→ **What you will do**
Look through the records below for the line holding "name; the raw". Write it out exactly, with each following line through the line holding "pub const MASS_STORAGE_CLASS: u8 = 8;".

-- Data listing follows --

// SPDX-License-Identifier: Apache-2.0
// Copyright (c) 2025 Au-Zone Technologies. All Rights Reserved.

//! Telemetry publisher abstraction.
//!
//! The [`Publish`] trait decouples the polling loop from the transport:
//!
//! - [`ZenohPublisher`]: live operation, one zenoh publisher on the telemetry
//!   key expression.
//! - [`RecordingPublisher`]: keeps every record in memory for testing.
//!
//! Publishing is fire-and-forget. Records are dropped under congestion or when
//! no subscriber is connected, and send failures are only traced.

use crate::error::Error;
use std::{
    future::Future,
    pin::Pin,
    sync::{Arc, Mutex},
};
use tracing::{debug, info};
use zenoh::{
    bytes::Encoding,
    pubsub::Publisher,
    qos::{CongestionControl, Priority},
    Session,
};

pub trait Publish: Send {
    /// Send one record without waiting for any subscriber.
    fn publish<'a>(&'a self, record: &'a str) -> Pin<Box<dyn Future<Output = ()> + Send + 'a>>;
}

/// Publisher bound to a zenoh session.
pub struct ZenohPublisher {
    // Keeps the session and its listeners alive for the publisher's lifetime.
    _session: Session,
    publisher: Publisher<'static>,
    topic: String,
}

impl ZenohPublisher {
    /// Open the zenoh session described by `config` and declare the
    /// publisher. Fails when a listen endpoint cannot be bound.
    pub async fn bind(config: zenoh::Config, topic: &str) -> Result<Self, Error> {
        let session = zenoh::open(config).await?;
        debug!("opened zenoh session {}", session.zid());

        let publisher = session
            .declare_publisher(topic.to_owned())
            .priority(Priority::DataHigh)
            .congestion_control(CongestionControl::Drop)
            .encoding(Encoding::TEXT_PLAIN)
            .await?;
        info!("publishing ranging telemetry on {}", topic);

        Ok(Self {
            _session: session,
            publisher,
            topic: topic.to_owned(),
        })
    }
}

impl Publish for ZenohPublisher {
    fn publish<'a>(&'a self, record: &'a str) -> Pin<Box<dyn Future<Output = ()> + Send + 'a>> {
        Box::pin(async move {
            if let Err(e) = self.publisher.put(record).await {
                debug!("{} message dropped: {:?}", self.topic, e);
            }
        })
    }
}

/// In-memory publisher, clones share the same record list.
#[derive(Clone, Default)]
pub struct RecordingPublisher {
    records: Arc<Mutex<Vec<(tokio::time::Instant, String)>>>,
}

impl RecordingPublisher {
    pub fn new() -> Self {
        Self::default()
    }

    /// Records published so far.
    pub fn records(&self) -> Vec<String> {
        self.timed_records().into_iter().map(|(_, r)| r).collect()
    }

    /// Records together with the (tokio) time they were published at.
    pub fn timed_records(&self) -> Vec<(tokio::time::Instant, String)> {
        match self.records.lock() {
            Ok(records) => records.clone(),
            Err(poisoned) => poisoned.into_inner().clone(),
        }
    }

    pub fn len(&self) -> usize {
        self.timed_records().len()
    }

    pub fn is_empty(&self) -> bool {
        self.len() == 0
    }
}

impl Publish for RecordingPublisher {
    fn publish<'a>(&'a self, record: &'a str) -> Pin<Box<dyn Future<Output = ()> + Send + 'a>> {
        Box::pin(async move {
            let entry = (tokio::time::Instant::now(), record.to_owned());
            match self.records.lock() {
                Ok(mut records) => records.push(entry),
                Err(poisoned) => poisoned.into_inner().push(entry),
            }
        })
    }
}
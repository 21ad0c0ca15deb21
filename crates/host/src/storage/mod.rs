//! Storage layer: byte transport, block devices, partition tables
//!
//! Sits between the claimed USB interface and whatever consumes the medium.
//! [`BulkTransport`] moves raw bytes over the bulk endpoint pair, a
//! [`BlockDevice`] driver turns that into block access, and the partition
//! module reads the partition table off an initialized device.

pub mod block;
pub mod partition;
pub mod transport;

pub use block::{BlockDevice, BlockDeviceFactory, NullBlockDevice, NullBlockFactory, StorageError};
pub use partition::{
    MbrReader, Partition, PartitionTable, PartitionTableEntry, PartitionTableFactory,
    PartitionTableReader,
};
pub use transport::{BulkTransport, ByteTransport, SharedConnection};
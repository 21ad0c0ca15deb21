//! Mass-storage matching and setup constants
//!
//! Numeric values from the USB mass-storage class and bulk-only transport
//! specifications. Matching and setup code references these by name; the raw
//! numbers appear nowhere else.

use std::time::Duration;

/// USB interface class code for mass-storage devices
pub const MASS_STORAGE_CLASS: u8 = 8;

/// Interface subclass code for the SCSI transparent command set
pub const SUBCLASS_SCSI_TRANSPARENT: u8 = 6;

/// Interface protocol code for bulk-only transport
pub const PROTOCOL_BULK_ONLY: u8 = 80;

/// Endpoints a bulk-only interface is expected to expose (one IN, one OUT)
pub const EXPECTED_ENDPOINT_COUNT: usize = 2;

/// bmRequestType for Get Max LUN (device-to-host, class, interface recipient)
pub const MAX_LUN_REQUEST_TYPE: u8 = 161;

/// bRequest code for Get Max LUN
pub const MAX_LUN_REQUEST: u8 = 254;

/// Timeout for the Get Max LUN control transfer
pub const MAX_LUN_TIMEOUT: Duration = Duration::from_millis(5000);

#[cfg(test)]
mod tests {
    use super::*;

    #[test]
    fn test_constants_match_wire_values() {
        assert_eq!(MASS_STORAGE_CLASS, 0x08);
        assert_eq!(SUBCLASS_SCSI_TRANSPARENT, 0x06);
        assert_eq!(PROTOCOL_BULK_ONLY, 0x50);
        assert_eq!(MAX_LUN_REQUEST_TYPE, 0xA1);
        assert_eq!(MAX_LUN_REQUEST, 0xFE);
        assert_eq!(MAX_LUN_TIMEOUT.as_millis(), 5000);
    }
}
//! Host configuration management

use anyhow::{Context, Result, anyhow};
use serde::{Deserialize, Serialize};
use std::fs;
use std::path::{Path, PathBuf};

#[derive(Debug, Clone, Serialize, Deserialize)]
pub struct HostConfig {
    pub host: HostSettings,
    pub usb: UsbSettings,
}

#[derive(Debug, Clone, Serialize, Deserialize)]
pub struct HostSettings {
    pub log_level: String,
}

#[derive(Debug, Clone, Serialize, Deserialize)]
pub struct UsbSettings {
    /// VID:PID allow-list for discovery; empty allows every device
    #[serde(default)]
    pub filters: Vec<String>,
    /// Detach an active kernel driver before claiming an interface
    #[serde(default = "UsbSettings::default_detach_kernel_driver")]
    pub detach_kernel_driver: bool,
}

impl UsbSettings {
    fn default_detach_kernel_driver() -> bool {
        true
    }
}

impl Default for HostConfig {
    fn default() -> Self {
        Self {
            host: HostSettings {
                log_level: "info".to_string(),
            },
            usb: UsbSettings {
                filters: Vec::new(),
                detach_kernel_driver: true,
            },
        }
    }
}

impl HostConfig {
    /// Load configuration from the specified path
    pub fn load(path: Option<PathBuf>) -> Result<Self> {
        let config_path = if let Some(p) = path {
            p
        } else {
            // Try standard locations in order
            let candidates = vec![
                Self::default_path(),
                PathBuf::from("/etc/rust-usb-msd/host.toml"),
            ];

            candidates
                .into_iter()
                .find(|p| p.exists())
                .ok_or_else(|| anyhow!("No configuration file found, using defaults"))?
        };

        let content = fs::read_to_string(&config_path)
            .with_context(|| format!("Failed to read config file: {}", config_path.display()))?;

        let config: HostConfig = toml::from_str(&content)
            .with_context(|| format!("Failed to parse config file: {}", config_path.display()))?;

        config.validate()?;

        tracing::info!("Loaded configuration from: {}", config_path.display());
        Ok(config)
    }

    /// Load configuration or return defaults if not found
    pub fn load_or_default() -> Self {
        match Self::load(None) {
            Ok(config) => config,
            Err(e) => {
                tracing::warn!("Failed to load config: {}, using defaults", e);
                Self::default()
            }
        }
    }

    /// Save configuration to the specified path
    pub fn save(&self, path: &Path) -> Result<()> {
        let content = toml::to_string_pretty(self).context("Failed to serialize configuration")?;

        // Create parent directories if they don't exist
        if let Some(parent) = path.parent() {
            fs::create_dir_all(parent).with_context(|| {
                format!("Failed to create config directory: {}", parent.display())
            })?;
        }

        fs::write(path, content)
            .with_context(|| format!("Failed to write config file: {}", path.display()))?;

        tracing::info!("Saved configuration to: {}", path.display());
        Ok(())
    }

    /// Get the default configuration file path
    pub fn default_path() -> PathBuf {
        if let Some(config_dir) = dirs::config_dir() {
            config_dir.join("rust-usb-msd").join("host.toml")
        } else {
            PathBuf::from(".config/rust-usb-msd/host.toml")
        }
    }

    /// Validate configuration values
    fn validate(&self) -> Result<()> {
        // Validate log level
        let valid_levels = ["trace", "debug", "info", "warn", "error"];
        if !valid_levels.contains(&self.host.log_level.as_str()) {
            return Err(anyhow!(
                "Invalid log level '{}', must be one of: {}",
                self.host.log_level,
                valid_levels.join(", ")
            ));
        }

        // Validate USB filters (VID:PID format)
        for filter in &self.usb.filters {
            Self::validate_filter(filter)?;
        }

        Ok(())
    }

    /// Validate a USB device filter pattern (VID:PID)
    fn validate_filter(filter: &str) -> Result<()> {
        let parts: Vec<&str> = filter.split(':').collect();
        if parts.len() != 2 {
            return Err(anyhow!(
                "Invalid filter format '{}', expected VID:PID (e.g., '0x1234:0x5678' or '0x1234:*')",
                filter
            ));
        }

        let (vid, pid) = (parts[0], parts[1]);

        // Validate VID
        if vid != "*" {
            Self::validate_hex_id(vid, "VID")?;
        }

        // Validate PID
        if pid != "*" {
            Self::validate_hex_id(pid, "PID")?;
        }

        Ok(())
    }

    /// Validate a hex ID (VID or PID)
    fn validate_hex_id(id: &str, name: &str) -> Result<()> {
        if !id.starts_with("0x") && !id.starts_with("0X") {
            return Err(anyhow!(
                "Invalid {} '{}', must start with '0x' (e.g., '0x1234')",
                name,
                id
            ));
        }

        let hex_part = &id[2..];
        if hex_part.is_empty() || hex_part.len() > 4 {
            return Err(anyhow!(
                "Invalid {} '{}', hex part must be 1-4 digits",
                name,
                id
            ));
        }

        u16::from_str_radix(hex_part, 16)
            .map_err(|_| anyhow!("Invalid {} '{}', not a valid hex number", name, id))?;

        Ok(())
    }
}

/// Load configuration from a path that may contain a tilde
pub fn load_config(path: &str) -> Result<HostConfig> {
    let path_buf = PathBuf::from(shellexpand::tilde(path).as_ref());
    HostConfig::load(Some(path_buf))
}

-- Data listing concluded --

→ **Solution for this task**
//! specifications. Matching and setup code references these by name; the raw
//! numbers appear nowhere else.

use std::time::Duration;

/// USB interface class code for mass-storage devices
pub const MASS_STORAGE_CLASS: u8 = 8;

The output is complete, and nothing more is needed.